Records for the exercise:
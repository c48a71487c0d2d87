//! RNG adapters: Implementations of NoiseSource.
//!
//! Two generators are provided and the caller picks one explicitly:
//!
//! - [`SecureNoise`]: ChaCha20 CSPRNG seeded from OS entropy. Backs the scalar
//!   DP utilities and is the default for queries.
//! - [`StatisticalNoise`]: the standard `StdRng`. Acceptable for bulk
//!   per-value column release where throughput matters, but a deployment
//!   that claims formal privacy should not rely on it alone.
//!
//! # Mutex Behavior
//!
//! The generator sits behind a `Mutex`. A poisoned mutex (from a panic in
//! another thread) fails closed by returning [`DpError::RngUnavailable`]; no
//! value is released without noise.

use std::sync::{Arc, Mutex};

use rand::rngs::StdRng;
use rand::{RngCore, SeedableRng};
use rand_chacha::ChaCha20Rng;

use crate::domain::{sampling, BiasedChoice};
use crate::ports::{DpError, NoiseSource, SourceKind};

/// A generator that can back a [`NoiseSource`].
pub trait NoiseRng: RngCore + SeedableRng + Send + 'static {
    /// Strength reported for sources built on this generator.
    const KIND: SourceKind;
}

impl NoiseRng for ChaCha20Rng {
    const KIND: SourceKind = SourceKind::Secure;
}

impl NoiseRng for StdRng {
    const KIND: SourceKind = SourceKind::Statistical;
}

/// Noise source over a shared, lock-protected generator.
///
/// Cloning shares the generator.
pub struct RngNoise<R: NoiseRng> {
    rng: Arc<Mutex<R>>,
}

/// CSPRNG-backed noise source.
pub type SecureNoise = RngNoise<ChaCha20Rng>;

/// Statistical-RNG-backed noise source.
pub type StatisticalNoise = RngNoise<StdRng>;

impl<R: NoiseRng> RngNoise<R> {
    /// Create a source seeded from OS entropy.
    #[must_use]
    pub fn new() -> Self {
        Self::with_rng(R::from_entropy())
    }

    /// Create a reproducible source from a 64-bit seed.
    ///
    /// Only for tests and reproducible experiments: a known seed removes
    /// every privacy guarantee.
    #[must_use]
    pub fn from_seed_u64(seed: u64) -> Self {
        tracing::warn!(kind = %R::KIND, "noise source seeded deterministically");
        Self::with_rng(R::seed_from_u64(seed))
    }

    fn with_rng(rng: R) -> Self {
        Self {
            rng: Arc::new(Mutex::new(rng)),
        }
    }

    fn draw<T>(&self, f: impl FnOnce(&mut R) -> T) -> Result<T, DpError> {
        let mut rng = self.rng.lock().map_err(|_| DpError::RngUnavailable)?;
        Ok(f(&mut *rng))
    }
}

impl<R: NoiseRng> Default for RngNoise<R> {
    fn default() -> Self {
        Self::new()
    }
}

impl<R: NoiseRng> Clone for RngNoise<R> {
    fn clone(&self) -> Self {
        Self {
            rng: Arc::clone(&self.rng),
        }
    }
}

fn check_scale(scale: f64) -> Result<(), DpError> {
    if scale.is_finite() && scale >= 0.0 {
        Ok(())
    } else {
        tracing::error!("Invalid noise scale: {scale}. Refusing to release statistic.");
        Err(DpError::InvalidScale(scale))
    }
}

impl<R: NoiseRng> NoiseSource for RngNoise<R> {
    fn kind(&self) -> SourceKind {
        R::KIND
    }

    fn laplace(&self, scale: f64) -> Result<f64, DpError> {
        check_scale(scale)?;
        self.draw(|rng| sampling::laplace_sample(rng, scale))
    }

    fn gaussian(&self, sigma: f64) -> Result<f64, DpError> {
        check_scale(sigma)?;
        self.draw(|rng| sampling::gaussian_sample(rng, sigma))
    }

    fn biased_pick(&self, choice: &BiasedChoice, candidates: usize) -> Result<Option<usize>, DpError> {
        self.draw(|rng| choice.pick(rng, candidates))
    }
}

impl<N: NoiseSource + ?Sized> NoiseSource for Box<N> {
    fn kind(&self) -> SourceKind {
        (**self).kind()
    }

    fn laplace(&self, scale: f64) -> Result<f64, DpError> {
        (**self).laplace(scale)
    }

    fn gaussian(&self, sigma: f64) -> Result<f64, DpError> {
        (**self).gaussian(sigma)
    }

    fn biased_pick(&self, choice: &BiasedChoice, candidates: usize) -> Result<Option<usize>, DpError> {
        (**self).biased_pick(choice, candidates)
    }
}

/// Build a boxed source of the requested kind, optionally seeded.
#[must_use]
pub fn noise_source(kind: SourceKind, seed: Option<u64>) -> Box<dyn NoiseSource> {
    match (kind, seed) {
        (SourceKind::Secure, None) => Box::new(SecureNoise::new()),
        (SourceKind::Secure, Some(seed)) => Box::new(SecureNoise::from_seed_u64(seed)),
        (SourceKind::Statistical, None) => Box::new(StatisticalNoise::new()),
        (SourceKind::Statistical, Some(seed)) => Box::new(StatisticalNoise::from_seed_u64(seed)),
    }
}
---
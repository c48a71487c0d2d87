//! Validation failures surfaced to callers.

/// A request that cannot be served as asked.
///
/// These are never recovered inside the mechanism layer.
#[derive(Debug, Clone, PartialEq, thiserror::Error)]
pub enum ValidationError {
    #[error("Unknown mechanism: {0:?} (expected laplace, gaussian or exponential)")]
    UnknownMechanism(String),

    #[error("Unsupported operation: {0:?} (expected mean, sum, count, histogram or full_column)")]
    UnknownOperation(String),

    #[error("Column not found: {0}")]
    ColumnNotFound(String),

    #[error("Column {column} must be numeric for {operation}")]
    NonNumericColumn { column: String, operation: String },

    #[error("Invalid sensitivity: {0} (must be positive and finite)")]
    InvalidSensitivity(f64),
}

What to do:
Please show every line above that includes the word "NoiseRng".

Written answer:
pub trait NoiseRng: RngCore + SeedableRng + Send + 'static {
impl NoiseRng for ChaCha20Rng {
impl NoiseRng for StdRng {
pub struct RngNoise<R: NoiseRng> {
impl<R: NoiseRng> RngNoise<R> {
impl<R: NoiseRng> Default for RngNoise<R> {
impl<R: NoiseRng> Clone for RngNoise<R> {
impl<R: NoiseRng> NoiseSource for RngNoise<R> {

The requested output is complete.